In this study, HIV-infected African women starting a NVP-based antiretroviral regimen had a lower NVP clearance compared to previous reports. Severe rash, but not hepatotoxicity, was associated with higher NVP exposure. Albeit observed in a small number of women, baseline CD4 cell count at least 250 cells/μl was significantly associated with NVP toxicity.

摘要

目的

估算奈韦拉平(NVP)的药代动力学,并在非洲艾滋病临床试验组 A5208/OCTANE 研究中,评估其与开始接受抗逆转录病毒治疗的女性中皮疹和/或肝毒性的关系。

设计

在筛选 CD4 细胞计数低于 200 个/μl 的 HIV 感染非妊娠妇女中,随机分为 NVP(每日两次,在 14 天的每日一次导入期后)和替诺福韦/恩曲他滨,在随机分组后 14 和 28 天采集单次 NVP 血样。在治疗期间或最后一剂 NVP 后 7 天内发生的皮疹和肝毒性定义为毒性。

方法

通过群体药代动力学分析对 NVP 药代动力学进行建模。使用个体贝叶斯药代动力学估算值来计算清除率、24 小时 AUC 和预测的血浆浓度。

结果

中位第 4 周 NVP 清除率为 2 l/h。在 359 名女性中,194 名(54%)出现任何级别皮疹;82 名(23%)出现 2+级皮疹,9 名(3%)出现 3+级皮疹。出现 3+级皮疹的参与者中位清除率为 1.7 l/h,而无 3+级皮疹的女性中位清除率为 2 l/h(P = 0.046)。

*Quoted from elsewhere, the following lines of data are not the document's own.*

use std::path::Path;

use serde::{Deserialize, Serialize};

use crate::geometry::{Layout, Point, Rect, TonearmShape};
use crate::{PhonographError, Result};

/// Top-level configuration structure for the engine.
#[derive(Debug, Clone, PartialEq, Serialize, Deserialize)]
#[serde(default)]
pub struct PhonographConfig {
    pub frames_per_second: u32,
    /// Needle noise volume on a scale of zero to one.
    pub static_noise_volume: f32,
    /// Only play needle noise while the audio is assumed to be buffering.
    pub only_plays_static_noise_when_buffering: bool,
    pub plays_in_background: bool,
    /// Keep playing after the host detaches the turntable.
    pub plays_when_not_active: bool,
    pub animation: AnimationConfig,
    pub layout: LayoutConfig,
}

impl Default for PhonographConfig {
    fn default() -> Self {
        Self {
            frames_per_second: 60,
            static_noise_volume: 0.5,
            only_plays_static_noise_when_buffering: false,
            plays_in_background: true,
            plays_when_not_active: false,
            animation: AnimationConfig::default(),
            layout: LayoutConfig::default(),
        }
    }
}

impl PhonographConfig {
    pub fn from_json_str(json: &str) -> Result<Self> {
        let config: Self = serde_json::from_str(json)?;
        config.validate()
    }

    pub fn load(path: impl AsRef<Path>) -> Result<Self> {
        let contents = std::fs::read_to_string(path)?;
        Self::from_json_str(&contents)
    }

    /// Rejects unusable settings and clamps the rest into range.
    pub fn validate(mut self) -> Result<Self> {
        if self.frames_per_second == 0 {
            return Err(PhonographError::Configuration(
                "frames_per_second must be greater than zero".into(),
            ));
        }
        self.static_noise_volume = clamp_volume(self.static_noise_volume);
        self.animation.validate()?;
        Ok(self)
    }
}

pub(crate) fn clamp_volume(volume: f32) -> f32 {
    if volume.is_nan() {
        0.0
    } else {
        volume.clamp(0.0, 1.0)
    }
}

/// Durations and peaks of the tonearm and record animations.
#[derive(Debug, Clone, PartialEq, Serialize, Deserialize)]
#[serde(default)]
pub struct AnimationConfig {
    pub tonearm_sweep_seconds: f64,
    /// Duration of each half of a flip or record change.
    pub flip_half_seconds: f64,
    pub flip_peak_scale: f64,
}

impl Default for AnimationConfig {
    fn default() -> Self {
        Self {
            tonearm_sweep_seconds: 1.0,
            flip_half_seconds: 0.5,
            flip_peak_scale: 1.25,
        }
    }
}

impl AnimationConfig {
    fn validate(&self) -> Result<()> {
        for (name, value) in [
            ("tonearm_sweep_seconds", self.tonearm_sweep_seconds),
            ("flip_half_seconds", self.flip_half_seconds),
            ("flip_peak_scale", self.flip_peak_scale),
        ] {
            if !value.is_finite() || value <= 0.0 {
                return Err(PhonographError::Configuration(format!(
                    "{name} must be positive, got {value}"
                )));
            }
        }
        Ok(())
    }
}

/// Board layout used when the host does not supply its own.
#[derive(Debug, Clone, PartialEq, Serialize, Deserialize)]
#[serde(default)]
pub struct LayoutConfig {
    pub board_width: f64,
    pub board_height: f64,
    pub record_center: Point,
    /// Rendered diameter of the record.
    pub record_display_diameter: f64,
    pub tonearm_length: f64,
    pub tonearm: TonearmShape,
}

impl Default for LayoutConfig {
    fn default() -> Self {
        Self {
            board_width: 300.0,
            board_height: 300.0,
            record_center: Point::new(135.0, 165.0),
            record_display_diameter: 225.0,
            tonearm_length: 200.0,
            tonearm: TonearmShape::default(),
        }
    }
}

impl LayoutConfig {
    pub fn to_layout(&self) -> Result<Layout> {
        Layout::fit(
            Rect::new(0.0, 0.0, self.board_width, self.board_height),
            Rect::square_around(self.record_center, self.record_display_diameter),
            self.tonearm,
            self.tonearm_length,
        )
    }
}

清除率每降低 20%,出现 3+级皮疹的可能性增加 50%(P = 0.046)。由于皮疹/肝毒性而停药的情况在预处理 CD4 细胞计数超过 250 个/μl 的女性中更为常见(P = 0.003)。

结论

在这项研究中,开始接受 NVP 为基础的抗逆转录病毒治疗的非洲 HIV 感染女性的 NVP 清除率低于之前的报告。严重皮疹,但不是肝毒性,与更高的 NVP 暴露相关。尽管在少数女性中观察到,但基线 CD4 细胞计数至少 250 个/μl 与 NVP 毒性显著相关。